--- Exercise materials ---

use client::ApiClient;
use dioxus::prelude::*;
use shared_types::{
    select_options, AppError, KycStatus, StatusVocabulary, UserAccount, UserQuery, UserRole,
};
use shared_ui::{Button, ButtonSize, ButtonVariant, Column};

use super::kyc_sheet::KycSheet;
use crate::components::{ListFilters, ListTable, StatusBadge};
use crate::format_helpers::{format_opt_date, format_score};
use crate::list_state::use_list_state;

/// Columns shared by both account lists.
fn identity_columns() -> Vec<Column<UserAccount>> {
    vec![
        Column::new("id", "ID", |u: &UserAccount| u.id.as_str().into())
            .sortable()
            .render(|u: &UserAccount| {
                let id = u.id.clone();
                rsx! { code { class: "cell-id", "{id}" } }
            }),
        Column::new("name", "Name", |u: &UserAccount| u.name.as_str().into()).sortable(),
    ]
}

fn contact_and_status_columns() -> Vec<Column<UserAccount>> {
    vec![
        Column::new("email", "Email", |u: &UserAccount| u.email.as_deref().into()).sortable(),
        Column::new("phone", "Phone", |u: &UserAccount| u.phone.as_deref().into()),
        Column::new("location", "Location", |u: &UserAccount| u.location.as_deref().into())
            .sortable(),
        Column::new("kyc", "KYC", |u: &UserAccount| u.kyc_status.label().into())
            .sortable()
            .render(|u: &UserAccount| rsx! { StatusBadge { status: u.kyc_status } }),
        Column::new("verified", "Verified on", |u: &UserAccount| {
            u.kyc_verified_at.as_deref().into()
        })
        .sortable()
        .render(|u: &UserAccount| {
            let date = format_opt_date(u.kyc_verified_at.as_deref());
            rsx! { "{date}" }
        }),
        Column::new("rating", "Rating", |u: &UserAccount| u.rating.into())
            .sortable()
            .render(|u: &UserAccount| {
                let score = format_score(u.rating);
                rsx! { span { class: "cell-number", "{score}" } }
            }),
        Column::new("account", "Account", |u: &UserAccount| u.account_status.label().into())
            .sortable()
            .render(|u: &UserAccount| rsx! { StatusBadge { status: u.account_status } }),
    ]
}

/// Columns for one role's list, without the trailing actions column.
fn user_columns(role: UserRole) -> Vec<Column<UserAccount>> {
    let mut columns = identity_columns();
    match role {
        UserRole::Employer => {
            columns.push(
                Column::new("company", "Company", |u: &UserAccount| u.company.as_deref().into())
                    .sortable(),
            );
            columns.push(
                Column::new("business", "Business field", |u: &UserAccount| {
                    u.business_field.as_deref().into()
                })
                .sortable(),
            );
        }
        _ => {
            columns.push(
                Column::new("skill", "Skill", |u: &UserAccount| u.skill.as_deref().into())
                    .sortable(),
            );
        }
    }
    columns.extend(contact_and_status_columns());
    columns
}

/// Button text for the actions column.
fn review_label(status: KycStatus) -> &'static str {
    match status {
        KycStatus::Pending => "Review",
        _ => "Details",
    }
}

fn role_copy(role: UserRole) -> (&'static str, &'static str) {
    match role {
        UserRole::Employer => ("employers", "Search company, name, email or phone"),
        _ => ("workers", "Search name, skill, email or phone"),
    }
}

async fn fetch_users(client: ApiClient, query: UserQuery) -> Result<Vec<UserAccount>, AppError> {
    client.list_users(&query).await
}

/// Account list for one role with KYC review.
#[component]
pub fn UsersPage(role: UserRole) -> Element {
    let (noun, placeholder) = role_copy(role);
    let mut state = use_list_state(noun, move || UserQuery::for_role(role), fetch_users);
    let mut selected = use_signal(|| Option::<UserAccount>::None);

    let columns = use_hook(move || {
        let mut columns = user_columns(role);
        columns.push(
            Column::new("actions", "", |_: &UserAccount| Default::default()).render(
                move |u: &UserAccount| {
                    let label = review_label(u.kyc_status);
                    let row = u.clone();
                    rsx! {
                        Button {
                            variant: if u.kyc_status == KycStatus::Pending { ButtonVariant::Primary } else { ButtonVariant::Outline },
                            size: ButtonSize::Small,
                            onclick: move |evt: MouseEvent| {
                                evt.stop_propagation();
                                selected.set(Some(row.clone()));
                            },
                            "{label}"
                        }
                    }
                },
            ),
        );
        columns
    });

    rsx! {
        div { class: "list-page",
            ListFilters::<UserAccount, UserQuery> {
                state: state,
                placeholder: placeholder,
                status_label: "KYC status",
                status_options: select_options::<KycStatus>(),
            }
            ListTable::<UserAccount, UserQuery> {
                state: state,
                columns: columns,
                noun: noun,
                on_select: move |user: UserAccount| selected.set(Some(user)),
            }
        }

        if let Some(user) = selected() {
            KycSheet {
                key: "{user.id}",
                user: user,
                on_close: move |_| selected.set(None),
                on_updated: move |updated: UserAccount| {
                    let id = updated.id.clone();
                    state.replace_row(|row| row.id == id, updated);
                },
            }
        }
    }
}

#[cfg(test)]
mod tests {
    use super::*;
    use pretty_assertions::assert_eq;

    fn keys(columns: &[Column<UserAccount>]) -> Vec<&'static str> {
        columns.iter().map(|c| c.key).collect()
    }

    #[test]
    fn worker_columns() {
        assert_eq!(
            keys(&user_columns(UserRole::Worker)),
            vec!["id", "name", "skill", "email", "phone", "location", "kyc", "verified", "rating", "account"]
        );
    }

    #[test]
    fn employer_columns_swap_skill_for_business() {
        let keys = keys(&user_columns(UserRole::Employer));
        assert!(keys.contains(&"company"));
        assert!(keys.contains(&"business"));
        assert!(!keys.contains(&"skill"));
    }

    #[test]
    fn pending_accounts_get_review_action() {
        assert_eq!(review_label(KycStatus::Pending), "Review");
        assert_eq!(review_label(KycStatus::Verified), "Details");
    }

    #[test]
    fn kyc_column_reads_label() {
        let columns = user_columns(UserRole::Worker);
        let kyc = columns.iter().find(|c| c.key == "kyc").unwrap();
        let user = UserAccount {
            kyc_status: KycStatus::Pending,
            ..Default::default()
        };
        assert_eq!((kyc.value)(&user).to_string(), "Pending review");
    }
}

---

**Your task**
Apply a filter for "iter" to the data above, then copy each line that matches.

**Task output**
        columns.iter().map(|c| c.key).collect()
        let kyc = columns.iter().find(|c| c.key == "kyc").unwrap();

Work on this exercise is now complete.